The medication helped, that was for sure. Nico got me on a program, which I pretty much agreed to try only because he said I couldn’t come back to the FBI until I did. I didn’t think it would work, but whatever was in the tablets, it took the edge right off. When I woke up in the morning, I didn’t feel sick until I could get a drink. My hands stopped shaking so much, and I could go longer and longer without needing one. I still wanted it, but that sick feeling, and all the shaking and sweating and heart pounding, stopped. I hadn’t thrown up in almost six months.
I snorted. There was something to be proud of; a whole six months without ending up facedown in the toilet. In return, all I had to put up with was no appetite and hideous cramps.
The city is going to burn.
I hadn’t had that particular vision in a while, and I didn’t miss it. In general, the visions hadn’t been nearly as vivid since I stopped drinking, so there was that too in the plus column.
The problem was that the chemicals took only the physical edge off. They couldn’t change the fact that being sober was horrible.
My phone vibrated in my hand—a text from Karen, my downstairs neighbor.
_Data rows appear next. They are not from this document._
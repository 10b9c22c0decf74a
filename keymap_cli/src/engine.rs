use std::{
    env, fs,
    path::{Path, PathBuf},
    process::Command,
};

use keymap_compiler::{EngineValidator, ValidationFailure};
use tracing::debug;

/// Runs the engine binary in check-only mode against a temporary copy of
/// the generated config.
#[derive(Debug, Clone)]
pub struct ProcessValidator {
    binary: PathBuf,
}

impl ProcessValidator {
    pub fn new(binary: impl Into<PathBuf>) -> Self {
        Self {
            binary: binary.into(),
        }
    }

    fn scratch_path() -> PathBuf {
        env::temp_dir().join(format!("keymapc_check_{}.kbd", std::process::id()))
    }

    fn run(&self, cfg: &Path) -> Result<(), ValidationFailure> {
        let output = Command::new(&self.binary)
            .arg("--check")
            .arg("--cfg")
            .arg(cfg)
            .output()
            .map_err(|e| {
                ValidationFailure::Unavailable(format!("{}: {e}", self.binary.display()))
            })?;
        debug!(status = ?output.status, "engine check finished");
        if output.status.success() {
            return Ok(());
        }
        let mut diagnostic = String::from_utf8_lossy(&output.stderr).trim().to_string();
        let stdout = String::from_utf8_lossy(&output.stdout);
        if !stdout.trim().is_empty() {
            if !diagnostic.is_empty() {
                diagnostic.push('\n');
            }
            diagnostic.push_str(stdout.trim());
        }
        if diagnostic.is_empty() {
            diagnostic = format!("engine exited with {}", output.status);
        }
        Err(ValidationFailure::Rejected(diagnostic))
    }
}

impl EngineValidator for ProcessValidator {
    fn check(&self, config_text: &str) -> Result<(), ValidationFailure> {
        let path = Self::scratch_path();
        fs::write(&path, config_text).map_err(|e| {
            ValidationFailure::Unavailable(format!("failed to write {}: {e}", path.display()))
        })?;
        let result = self.run(&path);
        let _ = fs::remove_file(&path);
        result
    }
}
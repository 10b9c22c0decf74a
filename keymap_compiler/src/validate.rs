//! Structural checks on generated text, run before any external validation.

use crate::error::{CompileError, CompileErrors};
use crate::tokenizer::{parens_balanced, split_group, strip_comments, tokenize};

/// Checks the invariants the compiler itself guarantees: non-empty output,
/// balanced parens, a `defsrc` and a base `deflayer`, and equal key counts
/// in `defsrc` and every `deflayer`.
pub fn check_structure(text: &str) -> Result<(), CompileErrors> {
    let code = strip_comments(text);
    if code.trim().is_empty() {
        return Err(CompileError::new("E2001", "generated configuration is empty").into());
    }
    if !parens_balanced(text) {
        return Err(CompileError::new("E2003", "unbalanced parentheses in generated configuration").into());
    }

    let mut errors = Vec::new();
    let mut defsrc: Option<usize> = None;
    let mut layers: Vec<(String, usize)> = Vec::new();

    for form in tokenize(&code) {
        let Some(items) = split_group(&form) else {
            continue;
        };
        match items.first().map(String::as_str) {
            Some("defsrc") => {
                if defsrc.is_some() {
                    errors.push(CompileError::new("E2004", "more than one defsrc block"));
                }
                defsrc = Some(items.len() - 1);
            }
            Some("deflayer") if items.len() >= 2 => {
                layers.push((items[1].clone(), items.len() - 2));
            }
            _ => {}
        }
    }

    match defsrc {
        None => errors.push(CompileError::new("E2004", "missing defsrc block")),
        Some(expected) => {
            for (name, count) in &layers {
                if *count != expected {
                    errors.push(
                        CompileError::new(
                            "E2002",
                            format!("layer '{name}' has {count} keys but defsrc has {expected}"),
                        )
                        .with_layer(name.clone()),
                    );
                }
            }
        }
    }
    if !layers.iter().any(|(name, _)| name == "base") {
        errors.push(CompileError::new("E2004", "missing base deflayer"));
    }

    if errors.is_empty() {
        Ok(())
    } else {
        Err(CompileErrors::new(errors))
    }
}

#[cfg(test)]
mod tests {
    use super::*;
    use crate::error::CompileErrorKind;

    fn codes(result: Result<(), CompileErrors>) -> Vec<&'static str> {
        result.unwrap_err().errors.iter().map(|e| e.code).collect()
    }

    #[test]
    fn accepts_matching_layers() {
        let text = "(defsrc a b)\n;; comment (\n(deflayer base a @x)\n(deflayer nav _ XX)\n";
        assert!(check_structure(text).is_ok());
    }

    #[test]
    fn empty_and_comment_only_output_is_rejected() {
        assert_eq!(codes(check_structure("")), vec!["E2001"]);
        assert_eq!(codes(check_structure(";; nothing here\n")), vec!["E2001"]);
    }

    #[test]
    fn unbalanced_parens_are_rejected() {
        assert_eq!(codes(check_structure("(defsrc a\n(deflayer base a)")), vec!["E2003"]);
    }

    #[test]
    fn key_count_mismatch_names_the_layer() {
        let err = check_structure("(defsrc a b)\n(deflayer base a b)\n(deflayer nav _)\n").unwrap_err();
        assert_eq!(err.errors.len(), 1);
        assert_eq!(err.errors[0].code, "E2002");
        assert_eq!(err.errors[0].layer.as_deref(), Some("nav"));
        assert!(err.has_kind(CompileErrorKind::Structure));
    }

    #[test]
    fn missing_blocks_are_reported() {
        assert_eq!(codes(check_structure("(deflayer base a)")), vec!["E2004"]);
        assert_eq!(codes(check_structure("(defsrc a)\n(deflayer nav a)")), vec!["E2004"]);
    }
}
I opened the chat portal and read her message:
Missed you this morning.
I typed back a response: Sorry, had to run. Work needed me early.
That was partly true. I was supposed to meet Nico and he did have something he wanted me to do, but I didn’t even know what that was yet. I could have stopped by, but I’d kind of been avoiding her in the morning because I knew Ted was back. Her eyes had that look they got whenever her on-again, off-again asshole boyfriend was back on again. She didn’t want to say it because she knew I’d be pissed, and she was right.
Want to meet for lunch? She asked.
Sure.
We made a point of getting together to do that at least once a week, but that had tapered off a little too. Ted didn’t like me, and so he didn’t like her hanging around with me.